Высокая арендная плата вынуждала некоторые рабочие семьи брать ипотеку, хотя не для всех это оказалось правильным решением. Одни были счастливы получить ключи от собственного жилья. Они с радостью тратили деньги, обставляя свои дома и квартиры. По данным американского исследования 1950 года, в домах собственников находилось больше ванных комнат, холодильников, кондиционеров и систем отопления, чем в домах, которые люди снимали[614]
. Для других, менее обеспеченных семей финансовое бремя оказалось тяжелее, чем они предполагали. В Великобритании в межвоенный период семьи рабочего класса, переехавшие в пригород, иногда отключали отопление и даже свет, чтобы скопить на следующий ипотечный взнос. Поэтому покупка жилья могла как увеличивать, так и сокращать потребление.Жители других европейских стран тоже все чаще решались на покупку собственного жилья. В 1960 году каждый второй финн, бельгиец и итальянец владел домом или квартирой; в Великобритании 42 % всего населения являлись собственниками недвижимости. Сегодня в среднем по Европейскому союзу жильем владеет такой же процент граждан, как и в Великобритании (69 %); а Соединенные Штаты (58 %) даже отстают от Бельгии, Италии и Испании (все около 80 %)[615]
. Бельгийские и немецкие горнорабочие на протяжении многих поколений тяготели именно к собственности. Даже в тех местах, где люди продолжали отдавать предпочтение аренде, к середине ХХ века частный дом в собственности стал доминирующим типом жилья. В Нидерландах 71 % всего жилья составляли как раз такие частные дома, рассчитанные на одну семью, хотя жило в них всего лишь 27 % населения.По всей Европе консерваторы, компании-застройщики и верующие реформаторы одинаково воспевали гражданский консьюмеризм: человек, владеющий домом, не безразличен к судьбе своей страны, он становится верным, порядочным гражданином, опорой семьи и гарантией того, что вирус коллективизма никогда не поставит свободу под угрозу. Исключением не был даже Советский Союз под управлением Сталина. В период позднего сталинизма новую элиту – стахановцев, превышающих установленные нормы производства – тоже манил идеал домашнего комфорта. В одном типичном для 1950-х годов рассказе стахановец Дмитрий узнает о выдаче ему квартиры и радуется новому статусу: «Своя квартира! Мир вокруг заиграл другими красками! Свое жилье в Рудногорске имели лишь ударники труда, лучшие инженеры и рабочие. Дмитрию не терпелось пойти с Мариной посмотреть на их новое жилье, но было уже поздно. Все его мысли теперь были об их собственном доме – о новом доме, в котором они начнут новую жизнь»[616]

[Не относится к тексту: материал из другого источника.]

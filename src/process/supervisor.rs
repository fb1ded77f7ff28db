use crate::config::ClusterConfig;
use crate::error::{Result, VigilError};
use crate::ipc::AlarmMessage;
use crate::process::restart::{RespawnPolicy, RespawnTracker};
use crate::process::spawner::{SpawnedWorker, WorkerSpawner};
use crate::process::types::{SupervisorEvent, WorkerHandle};
use crate::process::available_cpus;
use std::collections::HashMap;
use std::future::Future;
use std::time::Duration;
use tokio::signal::unix::{signal, SignalKind};
use tokio::sync::mpsc;
use tracing::{debug, error, info, warn};

/// Extra time on top of the drain grace period before stragglers are killed
const SHUTDOWN_MARGIN: Duration = Duration::from_secs(2);

/// Master-side supervisor owning the worker pool
///
/// All state is mutated from the dispatch loop only. Per-worker reader and
/// exit-watcher tasks forward what they observe as [`SupervisorEvent`]s.
pub struct Supervisor<S: WorkerSpawner> {
    config: ClusterConfig,
    spawner: S,
    /// Live workers keyed by OS process id
    workers: HashMap<u32, WorkerHandle>,
    events_tx: mpsc::UnboundedSender<SupervisorEvent>,
    events_rx: mpsc::UnboundedReceiver<SupervisorEvent>,
    policy: RespawnPolicy,
    tracker: RespawnTracker,
    /// Respawns scheduled but not yet due
    pending_respawns: usize,
    /// Generation handed to the next spawned worker
    next_generation: u64,
    shutting_down: bool,
    pool_size: usize,
}

impl<S: WorkerSpawner> Supervisor<S> {
    pub fn new(config: ClusterConfig, spawner: S) -> Self {
        let (events_tx, events_rx) = mpsc::unbounded_channel();
        let policy = RespawnPolicy::from_config(&config);

        Self {
            config,
            spawner,
            workers: HashMap::new(),
            events_tx,
            events_rx,
            policy,
            tracker: RespawnTracker::new(),
            pending_respawns: 0,
            next_generation: 1,
            shutting_down: false,
            pool_size: 0,
        }
    }

    /// Spawn the initial pool and return its size
    ///
    /// Fails only if the very first worker cannot be spawned; later
    /// failures are retried in the background.
    pub async fn start(&mut self) -> Result<usize> {
        self.config.validate()?;
        self.pool_size = self.config.resolve_pool_size(available_cpus());

        info!(
            "Spawning {} worker processes for service {}",
            self.pool_size, self.config.name
        );

        for index in 0..self.pool_size {
            match self.spawn_worker() {
                Ok(pid) => debug!("Worker {} of {} started as {}", index + 1, self.pool_size, pid),
                Err(e) if self.workers.is_empty() => return Err(e),
                Err(e) => {
                    error!("Failed to spawn worker {}: {}", index + 1, e);
                    let delay = self.policy.retry_delay(&self.tracker);
                    self.schedule_respawn(delay);
                }
            }
        }

        Ok(self.pool_size)
    }

    /// Run the pool until SIGINT or SIGTERM, then shut it down gracefully
    pub async fn run(&mut self) -> Result<()> {
        let mut sigterm = signal(SignalKind::terminate()).map_err(|e| {
            VigilError::SignalError(format!("Failed to install SIGTERM handler: {}", e))
        })?;
        let mut sigint = signal(SignalKind::interrupt()).map_err(|e| {
            VigilError::SignalError(format!("Failed to install SIGINT handler: {}", e))
        })?;

        self.run_until(async move {
            tokio::select! {
                _ = sigterm.recv() => info!("Received SIGTERM, shutting down pool"),
                _ = sigint.recv() => info!("Received SIGINT, shutting down pool"),
            }
        })
        .await
    }

    /// Run the pool until `shutdown` resolves, then shut it down gracefully
    ///
    /// Starts the pool first unless `start` was already called.
    pub async fn run_until<F>(&mut self, shutdown: F) -> Result<()>
    where
        F: Future<Output = ()>,
    {
        if self.pool_size == 0 {
            self.start().await?;
        }

        tokio::pin!(shutdown);
        loop {
            tokio::select! {
                _ = &mut shutdown => break,
                event = self.events_rx.recv() => match event {
                    Some(event) => self.handle_event(event).await,
                    None => break,
                },
            }
        }

        self.shutdown().await
    }

    /// Wait for the next event and handle it
    ///
    /// Returns false once no more events can arrive.
    pub async fn step(&mut self) -> bool {
        match self.events_rx.recv().await {
            Some(event) => {
                self.handle_event(event).await;
                true
            }
            None => false,
        }
    }

    /// Stop respawning, ask every worker to drain and wait for them to exit
    ///
    /// Workers still alive after the grace period plus a margin are killed.
    pub async fn shutdown(&mut self) -> Result<()> {
        if self.shutting_down {
            return Ok(());
        }
        self.shutting_down = true;

        info!("Terminating {} worker(s)", self.workers.len());
        for handle in self.workers.values_mut() {
            if let Err(e) = handle.terminate().await {
                warn!("Failed to send terminate to worker {}: {}", handle.pid, e);
            }
        }

        let deadline = self.config.thresholds.shutdown_grace() + SHUTDOWN_MARGIN;
        let drained = tokio::time::timeout(deadline, async {
            while !self.workers.is_empty() {
                match self.events_rx.recv().await {
                    Some(event) => self.handle_event(event).await,
                    None => break,
                }
            }
        })
        .await;

        if drained.is_err() {
            let stragglers: Vec<u32> = self.workers.keys().copied().collect();
            for pid in stragglers {
                warn!("Worker {} did not exit within {:?}, killing it", pid, deadline);
                if let Err(e) = self.spawner.kill(pid) {
                    error!("{}", e);
                }
                self.workers.remove(&pid);
            }
        }

        info!("Worker pool for service {} stopped", self.config.name);
        Ok(())
    }

    /// Pids of the live workers, sorted
    pub fn live_pids(&self) -> Vec<u32> {
        let mut pids: Vec<u32> = self.workers.keys().copied().collect();
        pids.sort_unstable();
        pids
    }

    pub fn pool_size(&self) -> usize {
        self.pool_size
    }

    pub fn is_shutting_down(&self) -> bool {
        self.shutting_down
    }

    pub fn pending_respawns(&self) -> usize {
        self.pending_respawns
    }

    async fn handle_event(&mut self, event: SupervisorEvent) {
        match event {
            SupervisorEvent::Message {
                pid,
                generation,
                message,
            } => {
                if self.is_current(pid, generation) {
                    self.handle_message(pid, message).await;
                } else {
                    debug!("Dropping {} from a previous worker {}", message, pid);
                }
            }
            SupervisorEvent::Disconnected { pid, generation } => {
                self.retire(pid, generation, "disconnected")
            }
            SupervisorEvent::Exited {
                pid,
                generation,
                code,
            } => match code {
                Some(code) => self.retire(pid, generation, &format!("exited with code {}", code)),
                None => self.retire(pid, generation, "was killed by a signal"),
            },
            SupervisorEvent::RespawnDue => {
                self.pending_respawns = self.pending_respawns.saturating_sub(1);
                if !self.shutting_down {
                    self.respawn_now();
                }
            }
        }
    }

    async fn handle_message(&mut self, from: u32, message: AlarmMessage) {
        if !message.is_alarm() {
            warn!("Ignoring {} sent by worker {}", message, from);
            return;
        }

        if self.shutting_down {
            debug!("Ignoring {} during shutdown", message);
            return;
        }

        let target = message.process_id();
        match self.workers.get_mut(&target) {
            Some(handle) => {
                info!("Received {}, sending terminate", message);
                if let Err(e) = handle.terminate().await {
                    warn!("Failed to send terminate to worker {}: {}", target, e);
                }
            }
            None => debug!("Dropping {}: no live worker", message),
        }
    }

    /// True if `pid` is live and still the worker spawned as `generation`
    fn is_current(&self, pid: u32, generation: u64) -> bool {
        self.workers
            .get(&pid)
            .is_some_and(|handle| handle.generation == generation)
    }

    /// Remove a worker on the first of exit/disconnect and replace it
    fn retire(&mut self, pid: u32, generation: u64, reason: &str) {
        if !self.is_current(pid, generation) {
            debug!("Worker {} {} (already retired)", pid, reason);
            return;
        }
        let handle = match self.workers.remove(&pid) {
            Some(handle) => handle,
            None => return,
        };

        if self.shutting_down {
            info!("Worker {} {}", pid, reason);
            return;
        }

        warn!(
            "Worker {} {} after {}s, spawning replacement",
            pid,
            reason,
            handle.uptime_secs()
        );

        let delay = self.policy.delay(&self.tracker);
        if delay.is_zero() {
            self.respawn_now();
        } else {
            info!("Delaying respawn by {:?}", delay);
            self.schedule_respawn(delay);
        }
    }

    fn respawn_now(&mut self) {
        self.tracker.prune(self.policy.window);
        self.tracker.record();

        match self.spawn_worker() {
            Ok(pid) => info!("Spawned replacement worker {}", pid),
            Err(e) => {
                let delay = self.policy.retry_delay(&self.tracker);
                error!("Failed to spawn replacement worker, retrying in {:?}: {}", delay, e);
                self.schedule_respawn(delay);
            }
        }
    }

    fn schedule_respawn(&mut self, delay: Duration) {
        self.pending_respawns += 1;
        let events = self.events_tx.clone();
        tokio::spawn(async move {
            tokio::time::sleep(delay).await;
            let _ = events.send(SupervisorEvent::RespawnDue);
        });
    }

    fn spawn_worker(&mut self) -> Result<u32> {
        let SpawnedWorker {
            pid,
            channel,
            exited,
        } = self.spawner.spawn()?;

        let generation = self.next_generation;
        self.next_generation += 1;

        if self.workers.contains_key(&pid) {
            warn!("Pid {} reused before its previous worker was retired", pid);
        }

        let (sender, mut receiver) = channel.into_split();

        let events = self.events_tx.clone();
        tokio::spawn(async move {
            loop {
                match receiver.recv().await {
                    Ok(Some(message)) => {
                        if events
                            .send(SupervisorEvent::Message {
                                pid,
                                generation,
                                message,
                            })
                            .is_err() {
                            break;
                        }
                    }
                    Err(VigilError::ProtocolError(e)) => {
                        debug!("Dropping malformed message from worker {}: {}", pid, e);
                    }
                    Ok(None) => {
                        let _ = events.send(SupervisorEvent::Disconnected { pid, generation });
                        break;
                    }
                    Err(e) => {
                        debug!("Channel to worker {} failed: {}", pid, e);
                        let _ = events.send(SupervisorEvent::Disconnected { pid, generation });
                        break;
                    }
                }
            }
        });

        let events = self.events_tx.clone();
        tokio::spawn(async move {
            let code = exited.await.ok().flatten();
            let _ = events.send(SupervisorEvent::Exited {
                pid,
                generation,
                code,
            });
        });

        self.workers.insert(pid, WorkerHandle::new(pid, generation, sender));
        Ok(pid)
    }
}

.Стандарты комфорта арендованного и собственного жилья с кухнями в США в 1950–1952 годах
Источник: «Monthly Labor Review» (1954)
Новая жизнь
Владение собственным жильем являлось лишь частью более масштабной мечты о новой, современной жизни. Современные дома обещали жителям освободить их от традиций, ненужных расходов и усилий. Такой взгляд был более чем популярен среди сторонников прогресса, представителей среднего класса и социальных реформаторов не только в Чикаго и Берлине, но и в Каире, и в Токио. Считалось, что жена должна руководить всеми этими переменами, однако речь шла и о трансформации семьи в более широком смысле. Современная жизнь предполагала три основных идеала, к которым следовало стремиться. Первый идеал – комфорт и чистота. Второй – личное пространство для каждого члена семьи, то есть в доме должно быть столько комнат, сколько в нем живет человек. И, наконец, третий – домашнее пространство следует, словно на фабрике, разделять по функциям и оснащать машинами, чтобы максимизировать эффективность. Насколько эти идеалы можно было воплотить в жизнь, зависело не только от материальных ресурсов семьи, то есть от покупательной способности и размера жилплощади, но и от культурных традиций и привычек. Естественно, что распространение бытовых технологий было неравномерным, однако если мы немного отступим от хронологического освещения событий, то увидим, каким образом и почему эти технологии принимали или, наоборот, отвергали. В итоге нельзя сказать, что произошел полноценный триумф современности, скорее утвердилась некая смесь старого и нового.